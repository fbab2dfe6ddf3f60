//! Classifier families and their persisted parameter format
//!
//! Each family implements [`Classifier`]. Persisted models are described by
//! [`ModelSpec`] and turned into trait objects once, at load time, by
//! [`build_classifier`]. Whether a model can report feature importances is
//! decided by its family rather than probed at request time.

mod linear;
mod pipeline;
mod tree;

pub use linear::LogisticRegression;
pub use pipeline::{Pipeline, PipelineStep, StandardScaler};
pub use tree::{DecisionTree, GradientBoosting, RandomForest, TreeNode};

use crate::error::ModelError;
use crate::features::N_FEATURES;
use ndarray::{Array1, Array2};
use serde::{Deserialize, Serialize};
use std::fmt;

/// A trained binary classifier.
pub trait Classifier: Send + Sync + fmt::Debug {
    /// Short family name used in logs.
    fn name(&self) -> &str;

    /// Width of the feature matrix the model expects.
    fn n_features(&self) -> usize {
        N_FEATURES
    }

    /// Probability of the positive (churn) class for each row.
    fn predict_proba(&self, features: &Array2<f64>) -> Result<Array1<f64>, ModelError>;

    /// Per-feature importance weights, when the family carries them.
    fn feature_importances(&self) -> Option<Array1<f64>> {
        None
    }

    fn has_importances(&self) -> bool {
        self.feature_importances().is_some()
    }
}

/// A tree as persisted: a flat node list with the root at index 0.
#[derive(Debug, Clone, PartialEq, Serialize, Deserialize)]
pub struct TreeSpec {
    pub nodes: Vec<TreeNode>,
}

/// A named stage of a pipeline.
#[derive(Debug, Clone, PartialEq, Serialize, Deserialize)]
pub struct NamedStep {
    pub name: String,
    #[serde(flatten)]
    pub step: ModelSpec,
}

/// Persisted description of a model, tagged by `kind`.
#[derive(Debug, Clone, PartialEq, Serialize, Deserialize)]
#[serde(tag = "kind", rename_all = "snake_case")]
pub enum ModelSpec {
    LogisticRegression {
        coefficients: Vec<f64>,
        intercept: f64,
    },
    RandomForest {
        trees: Vec<TreeSpec>,
        #[serde(default, skip_serializing_if = "Option::is_none")]
        feature_importances: Option<Vec<f64>>,
    },
    GradientBoosting {
        init: f64,
        learning_rate: f64,
        trees: Vec<TreeSpec>,
        #[serde(default, skip_serializing_if = "Option::is_none")]
        feature_importances: Option<Vec<f64>>,
    },
    /// Only valid as a non-final pipeline step.
    StandardScaler { mean: Vec<f64>, scale: Vec<f64> },
    Pipeline { steps: Vec<NamedStep> },
}

/// Turn a persisted description into a ready-to-use classifier.
pub fn build_classifier(spec: ModelSpec) -> Result<Box<dyn Classifier>, ModelError> {
    match spec {
        ModelSpec::LogisticRegression {
            coefficients,
            intercept,
        } => Ok(Box::new(LogisticRegression::new(coefficients, intercept)?)),
        ModelSpec::RandomForest {
            trees,
            feature_importances,
        } => {
            let trees = build_trees(trees)?;
            let importances = feature_importances.map(validate_importances).transpose()?;
            Ok(Box::new(RandomForest::new(trees, importances)?))
        }
        ModelSpec::GradientBoosting {
            init,
            learning_rate,
            trees,
            feature_importances,
        } => {
            let trees = build_trees(trees)?;
            let importances = feature_importances.map(validate_importances).transpose()?;
            Ok(Box::new(GradientBoosting::new(
                init,
                learning_rate,
                trees,
                importances,
            )?))
        }
        ModelSpec::StandardScaler { .. } => Err(ModelError::InvalidStructure(
            "standard_scaler is a transform, not a classifier".to_string(),
        )),
        ModelSpec::Pipeline { steps } => Ok(Box::new(Pipeline::from_steps(steps)?)),
    }
}

fn build_trees(specs: Vec<TreeSpec>) -> Result<Vec<DecisionTree>, ModelError> {
    specs
        .into_iter()
        .map(|spec| DecisionTree::new(spec.nodes))
        .collect()
}

fn validate_importances(values: Vec<f64>) -> Result<Array1<f64>, ModelError> {
    if values.len() != N_FEATURES {
        return Err(ModelError::InvalidStructure(format!(
            "feature_importances has {} entries, expected {}",
            values.len(),
            N_FEATURES
        )));
    }
    if values.iter().any(|v| !v.is_finite() || *v < 0.0) {
        return Err(ModelError::InvalidStructure(
            "feature_importances must be finite and non-negative".to_string(),
        ));
    }
    Ok(Array1::from(values))
}

pub(crate) fn sigmoid(z: f64) -> f64 {
    1.0 / (1.0 + (-z).exp())
}

pub(crate) fn check_width(features: &Array2<f64>, expected: usize) -> Result<(), ModelError> {
    if features.ncols() != expected {
        return Err(ModelError::FeatureCount {
            expected,
            actual: features.ncols(),
        });
    }
    Ok(())
}

pub(crate) fn check_finite(probabilities: &Array1<f64>) -> Result<(), ModelError> {
    match probabilities.iter().position(|p| !p.is_finite()) {
        Some(row) => Err(ModelError::NonFinite { row }),
        None => Ok(()),
    }
}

━━━━━━━━

Return each line of the data above verbatim.

REPLY TO THE TASK:
repository fbab2dfe6ddf3f60
//! Classifier families and their persisted parameter format
//!
//! Each family implements [`Classifier`]. Persisted models are described by
//! [`ModelSpec`] and turned into trait objects once, at load time, by
//! [`build_classifier`]. Whether a model can report feature importances is
//! decided by its family rather than probed at request time.

mod linear;
mod pipeline;
mod tree;

pub use linear::LogisticRegression;
pub use pipeline::{Pipeline, PipelineStep, StandardScaler};
pub use tree::{DecisionTree, GradientBoosting, RandomForest, TreeNode};

use crate::error::ModelError;
use crate::features::N_FEATURES;
use ndarray::{Array1, Array2};
use serde::{Deserialize, Serialize};
use std::fmt;

/// A trained binary classifier.
pub trait Classifier: Send + Sync + fmt::Debug {
    /// Short family name used in logs.
    fn name(&self) -> &str;

    /// Width of the feature matrix the model expects.
    fn n_features(&self) -> usize {
        N_FEATURES
    }

    /// Probability of the positive (churn) class for each row.
    fn predict_proba(&self, features: &Array2<f64>) -> Result<Array1<f64>, ModelError>;

    /// Per-feature importance weights, when the family carries them.
    fn feature_importances(&self) -> Option<Array1<f64>> {
        None
    }

    fn has_importances(&self) -> bool {
        self.feature_importances().is_some()
    }
}

/// A tree as persisted: a flat node list with the root at index 0.
#[derive(Debug, Clone, PartialEq, Serialize, Deserialize)]
pub struct TreeSpec {
    pub nodes: Vec<TreeNode>,
}

/// A named stage of a pipeline.
#[derive(Debug, Clone, PartialEq, Serialize, Deserialize)]
pub struct NamedStep {
    pub name: String,
    #[serde(flatten)]
    pub step: ModelSpec,
}

/// Persisted description of a model, tagged by `kind`.
#[derive(Debug, Clone, PartialEq, Serialize, Deserialize)]
#[serde(tag = "kind", rename_all = "snake_case")]
pub enum ModelSpec {
    LogisticRegression {
        coefficients: Vec<f64>,
        intercept: f64,
    },
    RandomForest {
        trees: Vec<TreeSpec>,
        #[serde(default, skip_serializing_if = "Option::is_none")]
        feature_importances: Option<Vec<f64>>,
    },
    GradientBoosting {
        init: f64,
        learning_rate: f64,
        trees: Vec<TreeSpec>,
        #[serde(default, skip_serializing_if = "Option::is_none")]
        feature_importances: Option<Vec<f64>>,
    },
    /// Only valid as a non-final pipeline step.
    StandardScaler { mean: Vec<f64>, scale: Vec<f64> },
    Pipeline { steps: Vec<NamedStep> },
}

/// Turn a persisted description into a ready-to-use classifier.
pub fn build_classifier(spec: ModelSpec) -> Result<Box<dyn Classifier>, ModelError> {
    match spec {
        ModelSpec::LogisticRegression {
            coefficients,
            intercept,
        } => Ok(Box::new(LogisticRegression::new(coefficients, intercept)?)),
        ModelSpec::RandomForest {
            trees,
            feature_importances,
        } => {
            let trees = build_trees(trees)?;
            let importances = feature_importances.map(validate_importances).transpose()?;
            Ok(Box::new(RandomForest::new(trees, importances)?))
        }
        ModelSpec::GradientBoosting {
            init,
            learning_rate,
            trees,
            feature_importances,
        } => {
            let trees = build_trees(trees)?;
            let importances = feature_importances.map(validate_importances).transpose()?;
            Ok(Box::new(GradientBoosting::new(
                init,
                learning_rate,
                trees,
                importances,
            )?))
        }
        ModelSpec::StandardScaler { .. } => Err(ModelError::InvalidStructure(
            "standard_scaler is a transform, not a classifier".to_string(),
        )),
        ModelSpec::Pipeline { steps } => Ok(Box::new(Pipeline::from_steps(steps)?)),
    }
}

fn build_trees(specs: Vec<TreeSpec>) -> Result<Vec<DecisionTree>, ModelError> {
    specs
        .into_iter()
        .map(|spec| DecisionTree::new(spec.nodes))
        .collect()
}

fn validate_importances(values: Vec<f64>) -> Result<Array1<f64>, ModelError> {
    if values.len() != N_FEATURES {
        return Err(ModelError::InvalidStructure(format!(
            "feature_importances has {} entries, expected {}",
            values.len(),
            N_FEATURES
        )));
    }
    if values.iter().any(|v| !v.is_finite() || *v < 0.0) {
        return Err(ModelError::InvalidStructure(
            "feature_importances must be finite and non-negative".to_string(),
        ));
    }
    Ok(Array1::from(values))
}

pub(crate) fn sigmoid(z: f64) -> f64 {
    1.0 / (1.0 + (-z).exp())
}

pub(crate) fn check_width(features: &Array2<f64>, expected: usize) -> Result<(), ModelError> {
    if features.ncols() != expected {
        return Err(ModelError::FeatureCount {
            expected,
            actual: features.ncols(),
        });
    }
    Ok(())
}

pub(crate) fn check_finite(probabilities: &Array1<f64>) -> Result<(), ModelError> {
    match probabilities.iter().position(|p| !p.is_finite()) {
        Some(row) => Err(ModelError::NonFinite { row }),
        None => Ok(()),
    }
}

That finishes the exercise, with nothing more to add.